One of the things I think languages should have first class support for is factories. We all need to generate example
data for testing and seeding. Any time you define a type, you should be able to call a create
function and get an example
of that type!
Elixir does not have this built in, so here’s a simple implementation to demonstrate how I think it should work:
defmodule App.Factory do
alias App.Repo
def create(module, overrides \\ %{})
def create(module, overrides) when is_list(overrides), do: create(module, Map.new(overrides))
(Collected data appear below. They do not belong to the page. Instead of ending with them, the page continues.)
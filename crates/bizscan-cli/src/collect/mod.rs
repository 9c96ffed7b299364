//! The `collect` command: iterate the selected counties, post-process the
//! gathered records, print a summary and export JSON + CSV.
//!
//! Per-area failures are logged and skipped rather than propagated so a
//! single bad county does not abort the full run.

use std::path::PathBuf;

use bizscan_core::{AppConfig, AreaDescriptor, BusinessRecord, CollectionConfig};
use bizscan_scraper::{collect_area, DelayPolicy, ListingExtractor, ListingsClient, PageSource};
use chrono::NaiveDate;

use crate::{export, report};

/// Resolved command-line options for one `collect` run.
#[derive(Debug)]
pub(crate) struct CollectOptions {
    pub config_path: PathBuf,
    pub output_dir: PathBuf,
    /// Overrides `max_pages_per_county` when set.
    pub max_pages: Option<u32>,
    pub no_delay: bool,
    pub dry_run: bool,
}

/// Records gathered across all areas, before filtering.
#[derive(Debug, Default)]
pub(crate) struct CollectionOutcome {
    pub records: Vec<BusinessRecord>,
    pub failed_areas: Vec<&'static str>,
}

/// Run a full collection pass and write the export files.
///
/// # Errors
///
/// Returns an error if the collection config cannot be loaded, no known
/// county is selected, the HTTP client cannot be built, or an export file
/// cannot be written. Per-area fetch failures are logged, not propagated.
pub(crate) async fn run_collect(app: &AppConfig, options: &CollectOptions) -> anyhow::Result<()> {
    let mut collection = bizscan_core::load_collection_config(&options.config_path)?;
    if let Some(max_pages) = options.max_pages {
        if max_pages == 0 {
            anyhow::bail!("--max-pages must be at least 1");
        }
        collection.max_pages_per_county = max_pages;
    }

    let areas = select_areas(&collection)?;

    if options.dry_run {
        let ids: Vec<&str> = areas.iter().map(|a| a.id).collect();
        println!(
            "dry-run: would collect up to {} pages for {} counties: [{}]",
            collection.max_pages_per_county,
            areas.len(),
            ids.join(", ")
        );
        if !collection.excluded_categories.is_empty() {
            println!(
                "dry-run: would exclude categories: [{}]",
                collection.excluded_categories.join(", ")
            );
        }
        return Ok(());
    }

    let client = ListingsClient::new(
        &app.base_url,
        app.scraper_request_timeout_secs,
        &app.scraper_user_agent,
    )?;
    let extractor = ListingExtractor::new(client.origin());
    let delay = if options.no_delay {
        DelayPolicy::disabled()
    } else {
        DelayPolicy::uniform_ms(app.scraper_min_delay_ms, app.scraper_max_delay_ms)
    };
    let today = chrono::Local::now().date_naive();

    tracing::info!(
        counties = areas.len(),
        max_pages = collection.max_pages_per_county,
        "starting collection"
    );

    let outcome = collect_areas(
        &client,
        &extractor,
        &areas,
        collection.max_pages_per_county,
        delay,
        today,
    )
    .await;

    if !outcome.failed_areas.is_empty() {
        tracing::warn!(
            failed_areas = outcome.failed_areas.len(),
            total_areas = areas.len(),
            "some counties failed during collection"
        );
    }

    let records = finalize_records(outcome.records, &collection.excluded_categories);

    let summary = report::Summary::from_records(&records);
    report::print_summary(&summary);

    if records.is_empty() {
        tracing::warn!("no listings collected; writing empty export");
    }

    let (json_path, csv_path) = export::export_all(&options.output_dir, &records)?;
    println!(
        "exported {} listings to {} and {}",
        records.len(),
        json_path.display(),
        csv_path.display()
    );
    Ok(())
}

/// Resolve the configured county ids against the catalog.
///
/// Unknown ids are warned about and skipped.
///
/// # Errors
///
/// Returns an error when no configured id names a known county.
pub(crate) fn select_areas(
    collection: &CollectionConfig,
) -> anyhow::Result<Vec<&'static AreaDescriptor>> {
    if collection.selected_counties.is_empty() {
        anyhow::bail!("no counties selected; run `bizscan config init` to create a starter config");
    }

    let resolution = bizscan_core::resolve_areas(&collection.selected_counties);
    for id in &resolution.unknown {
        tracing::warn!(county = %id, "skipping county — not in the area catalog");
    }
    if resolution.areas.is_empty() {
        anyhow::bail!(
            "none of the {} selected counties are in the area catalog",
            collection.selected_counties.len()
        );
    }
    Ok(resolution.areas)
}

/// Collect every area in order, pausing between areas as well as between pages.
pub(crate) async fn collect_areas<S: PageSource>(
    source: &S,
    extractor: &ListingExtractor,
    areas: &[&'static AreaDescriptor],
    max_pages: u32,
    delay: DelayPolicy,
    today: NaiveDate,
) -> CollectionOutcome {
    let mut outcome = CollectionOutcome::default();

    for (index, area) in areas.iter().enumerate() {
        if index > 0 {
            delay.pause().await;
        }
        tracing::info!(area = area.id, county = area.display_name, "collecting county");

        let collected = collect_area(source, extractor, area, max_pages, delay, today).await;
        if let Some(error) = collected.error() {
            tracing::warn!(area = area.id, error = %error, "county collection failed");
            outcome.failed_areas.push(area.id);
        }
        tracing::info!(
            area = area.id,
            listings = collected.records.len(),
            pages = collected.pages_fetched,
            "county done"
        );
        outcome.records.extend(collected.records);
    }

    outcome
}

/// Drop records in excluded categories, then compute each survivor's multiplier.
pub(crate) fn finalize_records(
    records: Vec<BusinessRecord>,
    excluded_categories: &[String],
) -> Vec<BusinessRecord> {
    let before = records.len();
    let mut kept: Vec<BusinessRecord> = records
        .into_iter()
        .filter(|r| !r.is_excluded_by(excluded_categories))
        .collect();

    let removed = before - kept.len();
    if removed > 0 {
        tracing::info!(removed, kept = kept.len(), "filtered excluded categories");
    }

    for record in &mut kept {
        record.apply_multiplier();
    }
    kept
}

#[cfg(test)]
#[path = "collect_test.rs"]
mod tests;
//! The operator-edited collection configuration (`scraper_config.json`).

use std::path::Path;

use serde::{Deserialize, Serialize};

use crate::areas::most_populous;
use crate::ConfigError;

pub const DEFAULT_MAX_PAGES_PER_COUNTY: u32 = 5;

/// What to collect: which areas, how deep, and which categories to drop.
///
/// Every key has a default, so a file that sets only some keys is merged
/// over the defaults rather than rejected.
#[derive(Debug, Clone, PartialEq, Eq, Serialize, Deserialize)]
#[serde(default)]
pub struct CollectionConfig {
    /// Area ids, processed in this order.
    pub selected_counties: Vec<String>,
    /// Listings whose niche equals one of these are dropped after collection.
    pub excluded_categories: Vec<String>,
    pub max_pages_per_county: u32,
}

impl Default for CollectionConfig {
    fn default() -> Self {
        Self {
            selected_counties: Vec::new(),
            excluded_categories: Vec::new(),
            max_pages_per_county: DEFAULT_MAX_PAGES_PER_COUNTY,
        }
    }
}

impl CollectionConfig {
    /// A ready-to-run configuration: the five most populous counties, with
    /// restaurants and retail excluded.
    #[must_use]
    pub fn starter() -> Self {
        Self {
            selected_counties: most_populous(5)
                .into_iter()
                .map(|a| a.id.to_owned())
                .collect(),
            excluded_categories: vec!["Restaurant".to_owned(), "Retail".to_owned()],
            max_pages_per_county: DEFAULT_MAX_PAGES_PER_COUNTY,
        }
    }

    /// Parses a configuration from JSON, merging over defaults.
    ///
    /// # Errors
    ///
    /// Returns [`ConfigError::ConfigFileParse`] for malformed JSON and
    /// [`ConfigError::Validation`] if the merged values are invalid.
    pub fn from_json(content: &str) -> Result<Self, ConfigError> {
        let mut config: CollectionConfig =
            serde_json::from_str(content).map_err(ConfigError::ConfigFileParse)?;
        config.validate()?;
        config.dedup_categories();
        Ok(config)
    }

    fn validate(&self) -> Result<(), ConfigError> {
        if self.max_pages_per_county == 0 {
            return Err(ConfigError::Validation(
                "max_pages_per_county must be at least 1".to_string(),
            ));
        }
        if self.selected_counties.iter().any(|id| id.trim().is_empty()) {
            return Err(ConfigError::Validation(
                "selected_counties must not contain empty ids".to_string(),
            ));
        }
        Ok(())
    }

    fn dedup_categories(&mut self) {
        let mut seen = std::collections::HashSet::new();
        self.excluded_categories
            .retain(|category| seen.insert(category.clone()));
    }
}

/// Load the collection configuration from `path`.
///
/// A missing file is not an error: defaults are returned.
///
/// # Errors
///
/// Returns `ConfigError` if the file exists but cannot be read, parsed, or
/// fails validation.
pub fn load_collection_config(path: &Path) -> Result<CollectionConfig, ConfigError> {
    let content = match std::fs::read_to_string(path) {
        Ok(content) => content,
        Err(e) if e.kind() == std::io::ErrorKind::NotFound => {
            return Ok(CollectionConfig::default());
        }
        Err(e) => {
            return Err(ConfigError::ConfigFileIo {
                path: path.display().to_string(),
                source: e,
            })
        }
    };

    CollectionConfig::from_json(&content)
}

/// Save `config` to `path` as pretty-printed JSON.
///
/// # Errors
///
/// Returns [`ConfigError::ConfigFileWrite`] if the file cannot be written.
pub fn save_collection_config(path: &Path, config: &CollectionConfig) -> Result<(), ConfigError> {
    let json = serde_json::to_string_pretty(config).map_err(ConfigError::ConfigFileParse)?;
    std::fs::write(path, json).map_err(|e| ConfigError::ConfigFileWrite {
        path: path.display().to_string(),
        source: e,
    })
}

#[cfg(test)]
mod tests {
    use super::*;

    fn scratch_path(name: &str) -> std::path::PathBuf {
        std::env::temp_dir().join(format!(
            "bizscan-collection-{}-{name}.json",
            std::process::id()
        ))
    }

    #[test]
    fn empty_object_yields_defaults() {
        let config = CollectionConfig::from_json("{}").unwrap();
        assert_eq!(config, CollectionConfig::default());
        assert_eq!(config.max_pages_per_county, 5);
    }

    #[test]
    fn partial_file_merges_over_defaults() {
        let config =
            CollectionConfig::from_json(r#"{"selected_counties": ["lee", "polk"]}"#).unwrap();
        assert_eq!(config.selected_counties, vec!["lee", "polk"]);
        assert!(config.excluded_categories.is_empty());
        assert_eq!(config.max_pages_per_county, 5);
    }

    #[test]
    fn full_file_overrides_everything() {
        let config = CollectionConfig::from_json(
            r#"{
                "selected_counties": ["duval"],
                "excluded_categories": ["Retail"],
                "max_pages_per_county": 2
            }"#,
        )
        .unwrap();
        assert_eq!(config.selected_counties, vec!["duval"]);
        assert_eq!(config.excluded_categories, vec!["Retail"]);
        assert_eq!(config.max_pages_per_county, 2);
    }

    #[test]
    fn unknown_keys_are_ignored() {
        let config = CollectionConfig::from_json(r#"{"headless": false}"#).unwrap();
        assert_eq!(config, CollectionConfig::default());
    }

    #[test]
    fn zero_max_pages_is_rejected() {
        let err = CollectionConfig::from_json(r#"{"max_pages_per_county": 0}"#).unwrap_err();
        assert!(matches!(err, ConfigError::Validation(ref msg) if msg.contains("at least 1")));
    }

    #[test]
    fn blank_area_id_is_rejected() {
        let err = CollectionConfig::from_json(r#"{"selected_counties": ["lee", " "]}"#)
            .unwrap_err();
        assert!(matches!(err, ConfigError::Validation(_)));
    }

    #[test]
    fn malformed_json_is_parse_error() {
        let err = CollectionConfig::from_json("{not json").unwrap_err();
        assert!(matches!(err, ConfigError::ConfigFileParse(_)));
    }

    #[test]
    fn duplicate_categories_collapse() {
        let config = CollectionConfig::from_json(
            r#"{"excluded_categories": ["Retail", "Restaurant", "Retail"]}"#,
        )
        .unwrap();
        assert_eq!(config.excluded_categories, vec!["Retail", "Restaurant"]);
    }

    #[test]
    fn starter_selects_five_largest_counties() {
        let config = CollectionConfig::starter();
        assert_eq!(
            config.selected_counties,
            vec!["miami-dade", "broward", "palm-beach", "hillsborough", "orange"]
        );
        assert_eq!(config.excluded_categories, vec!["Restaurant", "Retail"]);
    }

    #[test]
    fn missing_file_yields_defaults() {
        let path = scratch_path("missing");
        let _ = std::fs::remove_file(&path);
        let config = load_collection_config(&path).unwrap();
        assert_eq!(config, CollectionConfig::default());
    }

    #[test]
    fn save_then_load_preserves_config() {
        let path = scratch_path("saved");
        let config = CollectionConfig::starter();
        save_collection_config(&path, &config).unwrap();
        let loaded = load_collection_config(&path).unwrap();
        let _ = std::fs::remove_file(&path);
        assert_eq!(loaded, config);
    }
}
//! Currency amount parsing for listing cards.
//!
//! Uses manual character scanning rather than `regex`; the grammar is a
//! single numeric token with an optional magnitude suffix.

/// Amounts at or above this do not fit a `u64` and are treated as unparsable.
#[allow(clippy::cast_precision_loss)]
const MAX_AMOUNT: f64 = u64::MAX as f64;

/// Extracts a whole-dollar amount from free-form currency text.
///
/// `$` and `,` are stripped first, then the first numeric token
/// (`123` or `123.45`) is taken, optionally followed by whitespace and a
/// case-insensitive `K` (thousand) or `M` (million) suffix. The result is
/// truncated toward zero, not rounded: `"$1,234.99"` yields `1234`.
///
/// Returns `None` for empty input, when no digits are present, or when the
/// amount is too large to represent. Never fails on malformed input.
#[must_use]
pub fn parse_amount(text: &str) -> Option<u64> {
    let cleaned: String = text.chars().filter(|c| *c != '$' && *c != ',').collect();
    let cleaned = cleaned.trim();
    if cleaned.is_empty() {
        return None;
    }

    let (token, rest) = first_numeric_token(cleaned)?;
    let value: f64 = token.parse().ok()?;

    let scale = match rest.trim_start().chars().next() {
        Some('k' | 'K') => 1_000.0,
        Some('m' | 'M') => 1_000_000.0,
        _ => 1.0,
    };

    let amount = value * scale;
    if !amount.is_finite() || amount >= MAX_AMOUNT {
        return None;
    }

    #[allow(clippy::cast_possible_truncation, clippy::cast_sign_loss)]
    Some(amount as u64)
}

/// Finds the first run of digits, extended by `.digits` when present.
///
/// Returns the token and the remainder of the input after it.
fn first_numeric_token(input: &str) -> Option<(&str, &str)> {
    let start = input.find(|c: char| c.is_ascii_digit())?;
    let bytes = input.as_bytes();

    let mut end = start;
    while end < bytes.len() && bytes[end].is_ascii_digit() {
        end += 1;
    }

    // Only consume the decimal point if at least one digit follows it.
    if end + 1 < bytes.len() && bytes[end] == b'.' && bytes[end + 1].is_ascii_digit() {
        end += 1;
        while end < bytes.len() && bytes[end].is_ascii_digit() {
            end += 1;
        }
    }

    Some((&input[start..end], &input[end..]))
}
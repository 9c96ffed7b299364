use thiserror::Error;

#[derive(Debug, Error)]
pub enum ScraperError {
    #[error("HTTP error: {0}")]
    Http(#[from] reqwest::Error),

    #[error("rate limited by {domain} (retry after {retry_after_secs}s)")]
    RateLimited {
        domain: String,
        retry_after_secs: u64,
    },

    #[error("listing page not found: {url}")]
    NotFound { url: String },

    #[error("unexpected HTTP status {status} from {url}")]
    UnexpectedStatus { status: u16, url: String },

    #[error("invalid base URL \"{base_url}\": {reason}")]
    InvalidBaseUrl { base_url: String, reason: String },

    #[error("invalid selector \"{selector}\": {reason}")]
    InvalidSelector { selector: String, reason: String },
}
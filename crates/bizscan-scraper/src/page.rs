//! Parsing of one search-results page into records.

use bizscan_core::{AreaDescriptor, BusinessRecord};
use chrono::NaiveDate;
use scraper::{Html, Selector};

use crate::error::ScraperError;
use crate::extract::ListingExtractor;
use crate::fragment::HtmlFragment;

/// Patterns identifying one listing card on a results page.
pub const LISTING_CARD_PATTERNS: &[&str] = &[
    r#"[class*="BusinessProfileCard"]"#,
    r#"article[class*="listing"]"#,
];

/// Pattern for the pager's "next page" link.
pub const NEXT_PAGE_PATTERN: &str = r#"a[rel="next"]"#;

/// Records extracted from one results page.
#[derive(Debug, Clone, Default)]
pub struct PageResult {
    pub records: Vec<BusinessRecord>,
    /// Whether the page links to a following page.
    pub has_next: bool,
}

/// Parses a results page and extracts its listings.
///
/// A page with no recognizable cards yields an empty result rather than an
/// error; the caller treats that as the end of the listings.
///
/// # Errors
///
/// Returns [`ScraperError::InvalidSelector`] if one of the card or pager
/// patterns does not compile.
pub fn parse_listing_page(
    html: &str,
    extractor: &ListingExtractor,
    area: &AreaDescriptor,
    today: NaiveDate,
) -> Result<PageResult, ScraperError> {
    let document = Html::parse_document(html);

    let card_selector = compile(&LISTING_CARD_PATTERNS.join(", "))?;
    let next_selector = compile(NEXT_PAGE_PATTERN)?;

    let fragments: Vec<HtmlFragment<'_>> = document
        .select(&card_selector)
        .map(HtmlFragment::new)
        .collect();
    let records = extractor.extract_page(&fragments, area, today);
    let has_next = document.select(&next_selector).next().is_some();

    tracing::debug!(
        area = area.id,
        cards = fragments.len(),
        records = records.len(),
        has_next,
        "parsed listing page"
    );

    Ok(PageResult { records, has_next })
}

fn compile(pattern: &str) -> Result<Selector, ScraperError> {
    Selector::parse(pattern).map_err(|e| ScraperError::InvalidSelector {
        selector: pattern.to_owned(),
        reason: e.to_string(),
    })
}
def create(module, overrides) do
attributes = module.example() |> Map.merge(overrides)
struct(module)
|> changeset(attributes)
|> Repo.insert!()
end
def changeset(%App.User{} = struct, attributes) do
App.User.registration_changeset(struct, attributes)
end
def changeset(%{__struct__: module} = struct, attributes) do
module.changeset(struct, attributes)
end
end
Then, wherever you define a type, maybe you can customize how examples of that are generated:
defmodule App.User do
use App.Web, :model
alias App.Repo
schema "users" do
field(:name, :string)
timestamps()
belongs_to(:account, App.Account)
end
def changeset(struct, params \\ %{}) do
struct
|> cast(params, [:name])
|> validate_required([:name])
end
# **HERE** we customize how examples of App.User are created
def example do
%{
name: Faker.Person.name(),
address: Faker.Address.street_address()
}
end
end
And then we can use it like this:
import App.Factory
account = create(App.Account, name: "My Company")
user = create(App.User, account_id: account.id) # %App.User{name: "Steve Urkel", account_id: 1}
So, a few things things make this really nice:
- You create an example of a type with the fields and values automatically generated. You shouldn’t have to add custom generation of values at every call site every time a new field is added to the type.
- You should be able to pass in overrides to provide specific values for fields. This is most useful in testing.
- Factories should not build relationships automatically. Going down this path is a really great way to generate a ton more example data than you need and slowing down your tests. It’ll be death by a thousand cuts.
- You should be able to customize how values are generated. If you have a field named
address
you should be able to make it generate values that are valid addresses.
A super useful sibling to this is a “faker” library that can generate example data that looks like real data. So far every language I’ve used, someone in the community has built this.